Peneliti berusaha masuk ke dunia konseptual subjek yang ditelitinya untuk menangkap apa (what) dan bagaimana (how) sesuatu terjadi. Peneliti berharap dengan menggunakan metode penelitian fenomenologis, peneliti dapat mendapatkan gambaran luas dan mendalam mengenai gambaran dukungan sosial keluarga pada pasangan beda etnis (Batak Toba-Tamil), apa dan bagaimanakah dukungan sosial yang diberikan atau disediakan oleh keluarga yang dibutuhkan oleh pasangan serta bagaimana sikap, perasaan dan perubahan yang dialami oleh pasangan suami-istri beda etnis (Batak Toba-Tamil) yang akan berbeda pada tiap individunya. Hal tersebut merupakan sesuatu yang sensitif dan akan melahirkan reaksi-reaksi emosional tertentu, sehingga kemampuan untuk membaca reaksi emosional yang tersirat (non verbal) dan tersurat (verbal) mutlak diperlukan guna menunjang kualitas hasil penelitian.

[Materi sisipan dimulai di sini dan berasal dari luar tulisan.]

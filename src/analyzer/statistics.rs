//! Statistics Calculator
//!
//! Counts characters, words, lines, paragraphs and sentences of the trimmed
//! text and derives averages plus a reading-time estimate. Never fails.

use super::text::{char_len, sentence_segments};
use crate::constants::statistics::{
    RATIO_PRECISION, READING_TIME_PRECISION, WORDS_PER_MINUTE,
};
use crate::types::{Statistics, ratio, round_to};

/// Calculate statistics for `text` after trimming surrounding whitespace.
pub fn calculate(text: &str) -> Statistics {
    let clean = text.trim();
    if clean.is_empty() {
        return Statistics::default();
    }

    let words: Vec<&str> = clean.split_whitespace().collect();
    let word_count = words.len();
    let word_chars: usize = words.iter().map(|w| char_len(w)).sum();

    let sentence_count = sentence_segments(clean)
        .filter(|s| !s.trim().is_empty())
        .count();

    let paragraph_count = clean
        .split("\n\n")
        .filter(|p| !p.trim().is_empty())
        .count();

    Statistics {
        character_count: char_len(clean),
        // Only spaces and line feeds are stripped here; tabs still count.
        character_count_no_spaces: clean.chars().filter(|c| *c != ' ' && *c != '\n').count(),
        word_count,
        line_count: clean.split('\n').count(),
        paragraph_count,
        sentence_count,
        average_word_length: round_to(ratio(word_chars, word_count), RATIO_PRECISION),
        average_sentence_length: round_to(ratio(word_count, sentence_count), RATIO_PRECISION),
        reading_time: round_to(word_count as f64 / WORDS_PER_MINUTE, READING_TIME_PRECISION),
    }
}
//! Case-insensitive in-document search with surrounding context.

use crate::constants::search::CONTEXT_CHARS;
use crate::types::{Result, SearchMatch, ValidationError, ValidationErrorKind};

fn fold(c: char) -> char {
    c.to_lowercase().next().unwrap_or(c)
}

/// Find every occurrence of `query` in `text`, ignoring case.
///
/// Matches may overlap. Positions are character indices into `text`.
pub fn search(text: &str, query: &str) -> Result<Vec<SearchMatch>> {
    let needle: Vec<char> = query.chars().map(fold).collect();
    if needle.is_empty() {
        return Err(ValidationError::new(ValidationErrorKind::MissingField, "query is empty")
            .with_field("query")
            .into());
    }

    let chars: Vec<char> = text.chars().collect();
    let folded: Vec<char> = chars.iter().copied().map(fold).collect();
    let width = needle.len();

    let matches = folded
        .windows(width)
        .enumerate()
        .filter(|(_, window)| *window == needle.as_slice())
        .map(|(position, _)| {
            let end = position + width;
            let context_start = position.saturating_sub(CONTEXT_CHARS);
            let context_end = (end + CONTEXT_CHARS).min(chars.len());
            SearchMatch {
                position,
                text: chars[position..end].iter().collect(),
                context: chars[context_start..context_end].iter().collect(),
            }
        })
        .collect();

    Ok(matches)
}

#[cfg(test)]
mod tests {
    use super::*;

    #[test]
    fn test_case_insensitive_keeps_original_casing() {
        let matches = search("Rust and rust and RUST", "rust").unwrap();
        let found: Vec<(usize, &str)> = matches
            .iter()
            .map(|m| (m.position, m.text.as_str()))
            .collect();
        assert_eq!(found, vec![(0, "Rust"), (9, "rust"), (18, "RUST")]);
    }

    #[test]
    fn test_overlapping_matches() {
        let matches = search("aaaa", "aa").unwrap();
        let positions: Vec<usize> = matches.iter().map(|m| m.position).collect();
        assert_eq!(positions, vec![0, 1, 2]);
    }

    #[test]
    fn test_context_window() {
        let text = format!("{}needle{}", "x".repeat(60), "y".repeat(60));
        let matches = search(&text, "NEEDLE").unwrap();
        assert_eq!(matches.len(), 1);
        assert_eq!(matches[0].position, 60);
        assert_eq!(
            matches[0].context,
            format!("{}needle{}", "x".repeat(50), "y".repeat(50))
        );
    }

    #[test]
    fn test_positions_are_characters() {
        let matches = search("ééé café", "CAFÉ").unwrap();
        assert_eq!(matches[0].position, 4);
        assert_eq!(matches[0].text, "café");
    }

    #[test]
    fn test_empty_query_rejected() {
        assert!(search("text", "").unwrap_err().is_invalid_input());
    }

    #[test]
    fn test_query_longer_than_text() {
        assert!(search("ab", "abc").unwrap().is_empty());
    }
}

Berdasarkan hal di atas, maka peneliti menggunakan penelitian fenomenologis sebagai metode dalam meneliti gambaran dukungan sosial keluarga pada pasangan beda etnis sehingga hasil yang didapat dalam penelitian ini dapat memberikan gambaran dan dinamika yang luas tentang proses kognitif yang dialami subjek.
(46)
B. Subjek Penelitian B.1. Karakteristik Subjek
Pemilihan subjek dalam penelitian ini didasarkan pada beberapa karakteristik tertentu, antara lain:
a. Pasangan suami istri beda etnis (Batak Toba-Tamil) ; suami beretnis Tamil dan istri beretnis Batak Toba
Beberapa pasangan beda etnis mengalami suatu tekanan atau konflik dengan keluarga pasangan mereka karena sikap etnosentris keluarga yang dapat menimbulkan masalah pada pasangan. (Arnett & Pugh, Killian, Rosen dalam Shute, 2003). Secara khusus pada masyarakat suku Batak Toba yang menganggap bahwa perkawinan yang ideal adalah perkawinan yang dilakukan sesama orang Batak Toba. Perkawinan dengan orang yang bukan Batak tidak akan diakui dalam adat Batak Toba (Bruner, 1994). Oleh karena itu, peneliti ingin melihat bagaimana dukungan sosial keluarga jika perkawinan yang terjadi adalah perkawinan yang tidak ideal, seorang perempuan Batak Toba menikah dengan pria bukan Batak Toba, khususnya Tamil.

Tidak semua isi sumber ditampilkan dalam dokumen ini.